DATA TO USE.
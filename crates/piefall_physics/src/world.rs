//! Object registry and per-tick stepping

use crate::body::{FallingBody, ObjectKey, ObjectKind};
use crate::config::FallConfig;
use crate::{integrate, recycle, separation};
use piefall_math::Vec3;
use rand::Rng;
use slotmap::SlotMap;

/// Counters produced by one [`FallWorld::step`]
#[derive(Clone, Copy, Debug, Default, PartialEq, Eq)]
pub struct StepStats {
    /// Number of objects integrated
    pub moved: usize,
    /// Number of (i, j) pushes applied by the separator
    pub nudges: usize,
    /// Number of objects respawned above the visible area
    pub recycled: usize,
}

/// The registry of falling objects
///
/// Objects are stored in insertion order and never removed, so keys and
/// iteration order stay stable across ticks.
pub struct FallWorld {
    /// All objects (using generational keys)
    pub(crate) bodies: SlotMap<ObjectKey, FallingBody>,
    /// Per-kind parameters
    pub config: FallConfig,
    /// Position snapshot reused by the separator every tick
    pub(crate) scratch: Vec<(ObjectKey, Vec3)>,
}

impl FallWorld {
    /// Create an empty world with the models-only configuration
    pub fn new() -> Self {
        Self::with_config(FallConfig::default())
    }

    /// Create an empty world with a custom configuration
    pub fn with_config(config: FallConfig) -> Self {
        Self {
            bodies: SlotMap::with_key(),
            config,
            scratch: Vec::new(),
        }
    }

    /// Add an object and return its key
    pub fn add(&mut self, body: FallingBody) -> ObjectKey {
        self.bodies.insert(body)
    }

    /// Get an immutable reference to an object by key
    pub fn get(&self, key: ObjectKey) -> Option<&FallingBody> {
        self.bodies.get(key)
    }

    /// Get a mutable reference to an object by key
    pub fn get_mut(&mut self, key: ObjectKey) -> Option<&mut FallingBody> {
        self.bodies.get_mut(key)
    }

    /// Get the number of objects
    #[inline]
    pub fn len(&self) -> usize {
        self.bodies.len()
    }

    /// Check if the world has no objects yet
    #[inline]
    pub fn is_empty(&self) -> bool {
        self.bodies.is_empty()
    }

    /// Number of objects of one kind
    pub fn count_of(&self, kind: ObjectKind) -> usize {
        self.bodies.values().filter(|b| b.kind() == kind).count()
    }

    /// Iterate over all object keys
    pub fn keys(&self) -> impl Iterator<Item = ObjectKey> + '_ {
        self.bodies.keys()
    }

    /// Iterate over keys and objects
    pub fn iter(&self) -> impl Iterator<Item = (ObjectKey, &FallingBody)> {
        self.bodies.iter()
    }

    /// Iterate over keys and objects mutably
    pub fn iter_mut(&mut self) -> impl Iterator<Item = (ObjectKey, &mut FallingBody)> {
        self.bodies.iter_mut()
    }

    /// Advance every object by one tick
    ///
    /// This performs, in order:
    /// 1. Fall and spin integration
    /// 2. Pairwise separation
    /// 3. Recycling of objects below their kind's bound
    pub fn step<R: Rng + ?Sized>(&mut self, rng: &mut R) -> StepStats {
        if self.bodies.is_empty() {
            return StepStats::default();
        }

        let moved = integrate::integrate_all(self);
        let nudges = separation::separate_all(self);
        let recycled = recycle::recycle_all(self, rng);

        StepStats { moved, nudges, recycled }
    }
}

impl Default for FallWorld {
    fn default() -> Self {
        Self::new()
    }
}

#[cfg(test)]
mod tests {
    use super::*;
    use crate::body::TemplateId;
    use rand::{rngs::SmallRng, SeedableRng};

    fn template() -> TemplateId {
        let mut templates: SlotMap<TemplateId, ()> = SlotMap::with_key();
        templates.insert(())
    }

    fn body_at(t: TemplateId, position: Vec3, fall_speed: f32) -> FallingBody {
        FallingBody::new(ObjectKind::Model, t, position, Vec3::new(0.01, 0.0, -0.01), fall_speed).unwrap()
    }

    #[test]
    fn test_world_add() {
        let mut world = FallWorld::new();
        assert!(world.is_empty());

        let key = world.add(body_at(template(), Vec3::ZERO, 0.02));
        assert!(world.get(key).is_some());
        assert_eq!(world.len(), 1);
        assert_eq!(world.count_of(ObjectKind::Model), 1);
        assert_eq!(world.count_of(ObjectKind::Text), 0);
    }

    #[test]
    fn test_iteration_order_is_insertion_order() {
        let mut world = FallWorld::new();
        let t = template();
        let keys: Vec<ObjectKey> = (0..5)
            .map(|i| world.add(body_at(t, Vec3::new(i as f32 * 10.0, 0.0, 0.0), 0.02)))
            .collect();

        let iterated: Vec<ObjectKey> = world.keys().collect();
        assert_eq!(iterated, keys);

        // Stepping does not reorder
        let mut rng = SmallRng::seed_from_u64(1);
        world.step(&mut rng);
        let iterated: Vec<ObjectKey> = world.keys().collect();
        assert_eq!(iterated, keys);
    }

    #[test]
    fn test_empty_step_is_noop() {
        let mut world = FallWorld::new();
        let mut rng = SmallRng::seed_from_u64(1);
        assert_eq!(world.step(&mut rng), StepStats::default());
        assert!(world.is_empty());
    }

    #[test]
    fn test_step_stats() {
        let mut world = FallWorld::new();
        let t = template();
        // Two overlapping-ish bodies and one about to cross the bound
        world.add(body_at(t, Vec3::new(0.0, 0.0, 0.0), 0.02));
        world.add(body_at(t, Vec3::new(0.5, 0.0, 0.0), 0.02));
        world.add(body_at(t, Vec3::new(10.0, -29.99, 0.0), 0.05));

        let mut rng = SmallRng::seed_from_u64(3);
        let stats = world.step(&mut rng);
        assert_eq!(stats.moved, 3);
        assert_eq!(stats.nudges, 2);
        assert_eq!(stats.recycled, 1);
    }

    #[test]
    fn test_unconfigured_kind_still_moves() {
        // Text bodies in a models-only world fall but never separate or recycle
        let mut world = FallWorld::with_config(crate::FallConfig::base());
        let t = template();
        let body = FallingBody::new(ObjectKind::Text, t, Vec3::new(0.0, -100.0, 0.0), Vec3::ZERO, 1.0).unwrap();
        let key = world.add(body);

        let mut rng = SmallRng::seed_from_u64(1);
        world.step(&mut rng);
        assert_eq!(world.get(key).unwrap().position().y, -101.0);
        assert!(world.config.kind(ObjectKind::Text).is_none());
    }
}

WHAT IS EXPECTED. Lines from the top of the entries above to the line that contains "#[derive(Clone, Copy, Debug, Default, PartialEq, Eq)]" should be set down exactly, please, with both ends kept and nothing added.

ANSWER SECTION.
filename crates/piefall_physics/src/world.rs
//! Object registry and per-tick stepping

use crate::body::{FallingBody, ObjectKey, ObjectKind};
use crate::config::FallConfig;
use crate::{integrate, recycle, separation};
use piefall_math::Vec3;
use rand::Rng;
use slotmap::SlotMap;

/// Counters produced by one [`FallWorld::step`]
#[derive(Clone, Copy, Debug, Default, PartialEq, Eq)]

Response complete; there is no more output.